Tawada brinca com a forma que a língua pode tomar e com as sensações que causa. A consciência da língua relacionada apenas ao momento do incômodo, quando sufoca em busca da palavra certa a ser dita ou da necessidade de vencer o medo, a timidez ou o silêncio para comunicar-se.
Atenta ao modo como a língua nos possibilita enxergar, mesmo sem olhos. Ver é narrar. Não são os olhos, mas a língua quem descreve o mundo que nos cerca.
"Eu era uma língua. Saí de casa assim, nua, rosa e insuportavelmente úmida. Era fácil causar admiração nas pessoas na rua, no entanto, ninguém queria me tocar. Mulheres de plástico sem órgãos genitais estavam expostas na vitrine. Os preços das etiquetas haviam sido riscados com lápis vermelho. Cidadãos prudentes tocam apenas em línguas bem embaladas em folhas plásticas."
Há espanto e sistema na língua, uma solidariedade sincrônica que faz do todo parte e das partes todo.
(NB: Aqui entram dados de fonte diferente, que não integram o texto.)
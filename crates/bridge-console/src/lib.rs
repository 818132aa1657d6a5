//! # bridge-console
//!
//! Terminal front end for the local printer/scanner bridge.
//!
//! The binary in `main.rs` is a thin wrapper: it parses the command line,
//! sets up logging, and hands an [`AppShell`](bridge_client::application::shell::AppShell)
//! to either the interactive shell or a one-shot command.  Everything it
//! calls lives here so that it can be tested without a terminal.
//!
//! # Modules (for beginners)
//!
//! - **`cli`** – The `clap` argument definitions and how flags override the
//!   config file.
//! - **`app`** – Builds the HTTP client, realtime client, session store and
//!   shell from a [`ClientConfig`](bridge_client::infrastructure::storage::config::ClientConfig).
//! - **`repl`** – The interactive loop: parse a line, apply it, redraw.
//! - **`commands`** – `pair`, `logout`, `print`, `scan` and `status` for
//!   scripts.
//! - **`views`** – Pure functions that turn view snapshots into text.

pub mod app;
pub mod cli;
pub mod commands;
pub mod repl;
pub mod views;

#[cfg(test)]
pub(crate) mod test_support;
Se se embaralha diferentes peças se dissolve a certeza dos sentidos, todos interdependentes.
Tawada vai fio-a-fio tecendo tramas delicadas, detalhadas, subvertendo técnicas, confundindo atores, personagens e narradores, borrando os sentidos em mecanismos e tentativas de transposições: do som à escrita; de um idioma a outro; um sentido a outro; de significados e pesos diversos a expressões, verbos, adjetivos, substantivos e advérbios a novos contextos e usos.
"Quando não se conhece uma palavra adequada, é preciso inventá-la, já dizia o poeta."
E há de se ter palavra para tudo. A invenção é o que nos torna aptos à adaptação. É a língua quem define o que somos, se paz ou guerra, se luz ou trevas, se asiático ou europeu, se de um ou de nenhum lugar, se menino ou menina:
"Era difícil para mim lidar com todas essas palavras que significam 'eu'. Eu não me sentia nem menino nem menina. Depois de adulta, uma pessoa pode se refugiar na palavra de gênero neutro 'watashi', mas até lá as pessoas são obrigadas a serem moças ou rapazes."
Para fim de conversa
Ao longo de catorze contos/ensaios Tawada nos brinda com a riqueza da língua multiforme, indefinida e tão definidora, mutável e ainda assim a única coisa estável, capaz de nos fazer sentir coisas apenas por ter uma palavra para isso, ou de nos mergulhar em sensações, cores e sabores a partir da sonoridade, do tom, da potência com que algo é dito.
A língua pode ser chão e mar, peixe e pássaro, tradução, transposição, adaptação, evolução, revolução, rebelião, sensações, sentimentos, transformação. Se Twada acordou de sonhos intranquilos matamorfoseada em língua, quem garante que ao lermos Überseezungen não somos nós metamorfoseados de Yoko Tawada.